## Problem description:
In the entries that follow, find the word "signum" and report each line it is on.

● ● ● ●

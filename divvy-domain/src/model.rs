use std::{
    collections::{BTreeMap, BTreeSet},
    fmt,
    iter::Sum,
    ops::{Add, AddAssign, Neg, Sub, SubAssign},
};

use rust_decimal::Decimal;
use serde::{Deserialize, Serialize};
use smol_str::SmolStr;

use crate::{error::ValidationError, services::SettlementContext};

macro_rules! opaque_id {
    ($(#[$meta:meta])* $name:ident) => {
        $(#[$meta])*
        #[derive(Clone, Debug, PartialEq, Eq, PartialOrd, Ord, Hash, Serialize, Deserialize)]
        #[serde(transparent)]
        pub struct $name(pub SmolStr);

        impl $name {
            pub fn new(id: impl Into<SmolStr>) -> Self {
                Self(id.into())
            }

            pub fn as_str(&self) -> &str {
                self.0.as_str()
            }

            /// `true` when the id is empty or whitespace only.
            pub fn is_blank(&self) -> bool {
                self.0.trim().is_empty()
            }
        }

        impl fmt::Display for $name {
            fn fmt(&self, f: &mut fmt::Formatter<'_>) -> fmt::Result {
                f.write_str(&self.0)
            }
        }

        impl From<&str> for $name {
            fn from(value: &str) -> Self {
                Self::new(value)
            }
        }
    };
}

opaque_id!(
    /// Opaque member identifier, unique within a group.
    MemberId
);
opaque_id!(
    /// Currency code. Amounts in different currencies are never combined.
    Currency
);
opaque_id!(GroupId);
opaque_id!(ExpenseId);
opaque_id!(SplitId);

/// Signed amount in integer minor currency units (e.g. cents).
///
/// The scale that turns units back into a decimal amount belongs to the
/// currency and is looked up through [`SettlementContext`].
#[derive(Clone, Copy, Debug, Default, PartialEq, Eq, PartialOrd, Ord, Hash)]
pub struct Money(i64);

impl Money {
    pub const ZERO: Money = Money(0);

    pub const fn from_minor(units: i64) -> Self {
        Self(units)
    }

    pub const fn minor_units(self) -> i64 {
        self.0
    }

    /// Narrows a wide accumulator total back to minor units.
    pub fn try_from_wide(units: i128) -> Option<Self> {
        i64::try_from(units).ok().map(Self)
    }

    pub const fn checked_add(self, rhs: Self) -> Option<Self> {
        match self.0.checked_add(rhs.0) {
            Some(units) => Some(Self(units)),
            None => None,
        }
    }

    pub const fn is_zero(self) -> bool {
        self.0 == 0
    }

    pub const fn is_positive(self) -> bool {
        self.0 > 0
    }

    pub const fn is_negative(self) -> bool {
        self.0 < 0
    }

    pub const fn signum(self) -> i64 {
        self.0.signum()
    }

    pub const fn abs(self) -> Self {
        Self(self.0.abs())
    }

    pub fn to_decimal(self, scale: u32) -> Decimal {
        Decimal::new(self.0, scale)
    }

    /// Splits a non-negative amount into `parts` shares that add back up to
    /// the amount exactly. Every share gets the truncated quotient and the
    /// first share also takes the remainder.
    pub fn split_even(self, parts: usize) -> Vec<Money> {
        if parts == 0 {
            return Vec::new();
        }
        let divisor = parts as i64;
        let base = self.0 / divisor;
        let remainder = self.0 % divisor;

        let mut shares = vec![Money(base); parts];
        shares[0] += Money(remainder);
        shares
    }
}

impl fmt::Display for Money {
    fn fmt(&self, f: &mut fmt::Formatter<'_>) -> fmt::Result {
        write!(f, "{}", self.0)
    }
}

impl Add for Money {
    type Output = Self;

    fn add(self, rhs: Self) -> Self::Output {
        Self(self.0 + rhs.0)
    }
}

impl AddAssign for Money {
    fn add_assign(&mut self, rhs: Self) {
        self.0 += rhs.0;
    }
}

impl Sub for Money {
    type Output = Self;

    fn sub(self, rhs: Self) -> Self::Output {
        Self(self.0 - rhs.0)
    }
}

impl SubAssign for Money {
    fn sub_assign(&mut self, rhs: Self) {
        self.0 -= rhs.0;
    }
}

impl Neg for Money {
    type Output = Self;

    fn neg(self) -> Self::Output {
        Self(-self.0)
    }
}

impl Sum for Money {
    fn sum<I: Iterator<Item = Self>>(iter: I) -> Self {
        iter.fold(Money::ZERO, Add::add)
    }
}

impl<'a> Sum<&'a Money> for Money {
    fn sum<I: Iterator<Item = &'a Money>>(iter: I) -> Self {
        iter.copied().sum()
    }
}

/// Money a member personally paid on behalf of the group.
///
/// Informational only: balances come from the splits attached to it.
#[derive(Clone, Debug, PartialEq, Eq, Serialize, Deserialize)]
pub struct Expense {
    pub id: ExpenseId,
    pub payer: MemberId,
    pub amount: Decimal,
    pub currency: Currency,
    #[serde(default)]
    pub group_id: Option<GroupId>,
}

#[derive(Clone, Debug, PartialEq, Eq, Serialize, Deserialize)]
pub struct SplitParticipant {
    pub member: MemberId,
    pub amount_owed: Decimal,
    #[serde(default)]
    pub settled: bool,
}

impl SplitParticipant {
    pub fn new(member: impl Into<MemberId>, amount_owed: Decimal) -> Self {
        Self {
            member: member.into(),
            amount_owed,
            settled: false,
        }
    }

    pub fn settled(mut self) -> Self {
        self.settled = true;
        self
    }
}

/// Explicit assignment of debt: every participant owes `amount_owed` to the
/// initiator in `currency`.
#[derive(Clone, Debug, PartialEq, Eq, Serialize, Deserialize)]
pub struct Split {
    #[serde(default)]
    pub id: Option<SplitId>,
    pub initiator: MemberId,
    pub participants: Vec<SplitParticipant>,
    pub currency: Currency,
    #[serde(default)]
    pub expense_id: Option<ExpenseId>,
    #[serde(default)]
    pub group_id: Option<GroupId>,
}

impl Split {
    pub fn new(
        initiator: impl Into<MemberId>,
        currency: impl Into<Currency>,
        participants: Vec<SplitParticipant>,
    ) -> Self {
        Self {
            id: None,
            initiator: initiator.into(),
            participants,
            currency: currency.into(),
            expense_id: None,
            group_id: None,
        }
    }

    pub fn with_id(mut self, id: impl Into<SplitId>) -> Self {
        self.id = Some(id.into());
        self
    }

    pub fn with_expense(mut self, expense_id: impl Into<ExpenseId>) -> Self {
        self.expense_id = Some(expense_id.into());
        self
    }

    pub fn with_group(mut self, group_id: impl Into<GroupId>) -> Self {
        self.group_id = Some(group_id.into());
        self
    }

    pub fn participant(&self, member: &MemberId) -> Option<&SplitParticipant> {
        self.participants
            .iter()
            .find(|participant| &participant.member == member)
    }

    pub fn involves(&self, member: &MemberId) -> bool {
        &self.initiator == member || self.participant(member).is_some()
    }

    /// Returns a copy of this split with one participant's settled flag
    /// replaced.
    pub fn with_participant_settled(
        &self,
        member: &MemberId,
        settled: bool,
    ) -> Result<Split, ValidationError> {
        if self.participant(member).is_none() {
            return Err(ValidationError::UnknownParticipant {
                split: SplitRef::from_split(self, None),
                member: member.clone(),
            });
        }

        let mut updated = self.clone();
        for participant in &mut updated.participants {
            if &participant.member == member {
                participant.settled = settled;
            }
        }
        Ok(updated)
    }
}

/// Identifies a split inside error and diagnostic messages.
#[derive(Clone, Debug, PartialEq, Eq, Hash)]
pub enum SplitRef {
    Id(SplitId),
    Position(usize),
    Unidentified,
}

impl SplitRef {
    pub fn from_split(split: &Split, position: Option<usize>) -> Self {
        match (&split.id, position) {
            (Some(id), _) => SplitRef::Id(id.clone()),
            (None, Some(position)) => SplitRef::Position(position),
            (None, None) => SplitRef::Unidentified,
        }
    }
}

impl fmt::Display for SplitRef {
    fn fmt(&self, f: &mut fmt::Formatter<'_>) -> fmt::Result {
        match self {
            SplitRef::Id(id) => write!(f, "{id}"),
            SplitRef::Position(position) => write!(f, "#{position}"),
            SplitRef::Unidentified => f.write_str("<unidentified>"),
        }
    }
}

/// One normalized debt edge: `debtor` owes `creditor` `amount`.
#[derive(Clone, Debug, PartialEq, Eq)]
pub struct Movement {
    pub creditor: MemberId,
    pub debtor: MemberId,
    pub currency: Currency,
    pub amount: Money,
}

/// Balances of a single currency keyed by member. Ordered for deterministic
/// iteration.
pub type MemberBalances = BTreeMap<MemberId, Money>;

/// Signed balance per `(member, currency)`. Positive: is owed. Negative: owes.
#[derive(Clone, Debug, Default, PartialEq, Eq)]
pub struct NetBalances {
    entries: BTreeMap<(Currency, MemberId), Money>,
}

impl NetBalances {
    pub fn new() -> Self {
        Self::default()
    }

    pub fn get(&self, member: &MemberId, currency: &Currency) -> Option<Money> {
        self.entries
            .get(&(currency.clone(), member.clone()))
            .copied()
    }

    pub fn add(&mut self, member: &MemberId, currency: &Currency, amount: Money) {
        *self
            .entries
            .entry((currency.clone(), member.clone()))
            .or_insert(Money::ZERO) += amount;
    }

    pub fn currencies(&self) -> BTreeSet<Currency> {
        self.entries
            .keys()
            .map(|(currency, _)| currency.clone())
            .collect()
    }

    pub fn for_currency(&self, currency: &Currency) -> MemberBalances {
        self.iter()
            .filter(|(_, entry_currency, _)| *entry_currency == currency)
            .map(|(member, _, amount)| (member.clone(), amount))
            .collect()
    }

    pub fn total(&self, currency: &Currency) -> Money {
        self.iter()
            .filter(|(_, entry_currency, _)| *entry_currency == currency)
            .map(|(_, _, amount)| amount)
            .sum()
    }

    /// Iterates in `(currency, member)` order.
    pub fn iter(&self) -> impl Iterator<Item = (&MemberId, &Currency, Money)> + '_ {
        self.entries
            .iter()
            .map(|((currency, member), amount)| (member, currency, *amount))
    }

    /// Display view without the pairs whose balance is exactly zero.
    pub fn non_zero(&self) -> NetBalances {
        Self {
            entries: self
                .entries
                .iter()
                .filter(|(_, amount)| !amount.is_zero())
                .map(|(key, amount)| (key.clone(), *amount))
                .collect(),
        }
    }

    pub fn len(&self) -> usize {
        self.entries.len()
    }

    pub fn is_empty(&self) -> bool {
        self.entries.is_empty()
    }

    pub fn to_decimal_lines(&self, context: &SettlementContext) -> Vec<BalanceLine> {
        self.iter()
            .map(|(member, currency, amount)| BalanceLine {
                member: member.clone(),
                currency: currency.clone(),
                amount: context.to_decimal(amount, currency),
            })
            .collect()
    }
}

impl FromIterator<(MemberId, Currency, Money)> for NetBalances {
    fn from_iter<T: IntoIterator<Item = (MemberId, Currency, Money)>>(iter: T) -> Self {
        let mut balances = NetBalances::new();
        for (member, currency, amount) in iter {
            balances.add(&member, &currency, amount);
        }
        balances
    }
}

/// Decimal view of one net balance, for display.
#[derive(Clone, Debug, PartialEq, Eq, Serialize, Deserialize)]
pub struct BalanceLine {
    pub member: MemberId,
    pub currency: Currency,
    pub amount: Decimal,
}

/// Settlement instruction: `from` pays `to` a positive `amount`.
#[derive(Clone, Debug, PartialEq, Eq)]
pub struct Transfer {
    pub from: MemberId,
    pub to: MemberId,
    pub currency: Currency,
    pub amount: Money,
}

impl Transfer {
    pub fn to_line(&self, context: &SettlementContext) -> TransferLine {
        TransferLine {
            from: self.from.clone(),
            to: self.to.clone(),
            currency: self.currency.clone(),
            amount: context.to_decimal(self.amount, &self.currency),
        }
    }
}

#[derive(Clone, Debug, PartialEq, Eq, Serialize, Deserialize)]
pub struct TransferLine {
    pub from: MemberId,
    pub to: MemberId,
    pub currency: Currency,
    pub amount: Decimal,
}

/// Applies transfers to a copy of `balances`: payers move up, receivers down.
pub fn apply_transfers(balances: &NetBalances, transfers: &[Transfer]) -> NetBalances {
    let mut settled = balances.clone();
    for transfer in transfers {
        settled.add(&transfer.from, &transfer.currency, transfer.amount);
        settled.add(&transfer.to, &transfer.currency, -transfer.amount);
    }
    settled
}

● ● ● ●

## Expected output:
    pub const fn signum(self) -> i64 {
        self.0.signum()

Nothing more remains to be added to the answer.